On Aug 3, 8:32am, Simon Cozens wrote:
> This is the rationale? Sounds a bit of assault on Perl's flexibility for this
> little gain. As Randal said, there's no teaching advantage in it.
Strictly speaking, the rationale was in this part:
Although it can be argued that this is logical and
consistent (it is), it can also cause confusion because the prefix is
used to denote what is returned, rather than indicating the variable
from which the value(s) are retrieved. For example:
$foo[2]; # third element of @foo, no relation to $foo
@foo{'bar', 'baz'}; # slice of %foo, no relation to @foo
This is paraphrased from an extract from Camel II (p 37):
"This means that $foo and @foo are two different variables. It also
means that $foo[1] is an element of @foo not a part of $foo. This
may seem a bit weird, but that's okay because it is weird."

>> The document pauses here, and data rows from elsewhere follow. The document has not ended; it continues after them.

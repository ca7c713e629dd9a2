//! orgtree: editor core for an organizational tree kept behind a REST service.
//!
//! Layers, innermost first:
//! - `domain`: records, the flat store, hierarchy building, expansion, form rules
//! - `infrastructure`: remote store implementations and service wiring
//! - `application`: the mutation engine, remote write queue and editor session
//! - `cli`: argument parsing, rendering and the interactive shell

pub mod application;
pub mod cli;
pub mod config;
pub mod domain;
pub mod exitcode;
pub mod infrastructure;
pub mod util;
use std::fmt;

use crate::chakra::{ChakraId, ExperienceLevel};
use crate::phase::PhaseName;

/// A breath configuration that cannot safely drive a session.
#[derive(Debug)]
pub enum ConfigError {
    NegativeDuration {
        chakra: ChakraId,
        level: ExperienceLevel,
        phase: PhaseName,
        value: f64,
    },
    CycleLengthOutOfRange {
        chakra: ChakraId,
        level: ExperienceLevel,
        value: f64,
    },
    MissingLevel {
        chakra: ChakraId,
        level: ExperienceLevel,
    },
    DuplicateLevel {
        chakra: ChakraId,
        level: ExperienceLevel,
    },
    UnknownChakra(String),
    UnknownLevel(String),
    Parse(serde_json::Error),
}

impl fmt::Display for ConfigError {
    fn fmt(&self, f: &mut fmt::Formatter<'_>) -> fmt::Result {
        match self {
            ConfigError::NegativeDuration {
                chakra,
                level,
                phase,
                value,
            } => write!(f, "{chakra}/{level}: {phase} duration must be >= 0, got {value}"),
            ConfigError::CycleLengthOutOfRange {
                chakra,
                level,
                value,
            } => write!(
                f,
                "{chakra}/{level}: cycle_length_seconds must be within [6, 30], got {value}"
            ),
            ConfigError::MissingLevel { chakra, level } => {
                write!(f, "no breath configuration for {chakra}/{level}")
            }
            ConfigError::DuplicateLevel { chakra, level } => {
                write!(f, "{chakra}/{level} is defined more than once")
            }
            ConfigError::UnknownChakra(id) => write!(f, "unknown chakra id: {id}"),
            ConfigError::UnknownLevel(level) => write!(f, "unknown experience level: {level}"),
            ConfigError::Parse(e) => write!(f, "malformed breath configuration: {e}"),
        }
    }
}

impl std::error::Error for ConfigError {
    fn source(&self) -> Option<&(dyn std::error::Error + 'static)> {
        match self {
            ConfigError::Parse(e) => Some(e),
            _ => None,
        }
    }
}

impl From<serde_json::Error> for ConfigError {
    fn from(e: serde_json::Error) -> Self {
        ConfigError::Parse(e)
    }
}

pub type Result<T> = std::result::Result<T, ConfigError>;

/// Failure to start a breath session on this platform.
#[derive(Debug, Clone, Copy, PartialEq, Eq)]
pub enum EngineError {
    /// No usable high-resolution timing source.
    ClockUnavailable,
}

impl fmt::Display for EngineError {
    fn fmt(&self, f: &mut fmt::Formatter<'_>) -> fmt::Result {
        match self {
            EngineError::ClockUnavailable => write!(f, "no usable timing source on this platform"),
        }
    }
}

impl std::error::Error for EngineError {}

I'm not assaulting Perl's flexibility or syntax. Nor am I suggesting
that you, Randal or anyone else is particularly confused by this. I'm
simply making a Request For Comments on a suggestion on how some of
Perl's syntax might be made less "weird" (their choice of words, not mine).
We may not decide to make it less weird, which is fine by me, but if we
do, then this is one way in which we might do so. I *personally* can see
the teaching advantage, but no-one is obliged to agree with me. :-)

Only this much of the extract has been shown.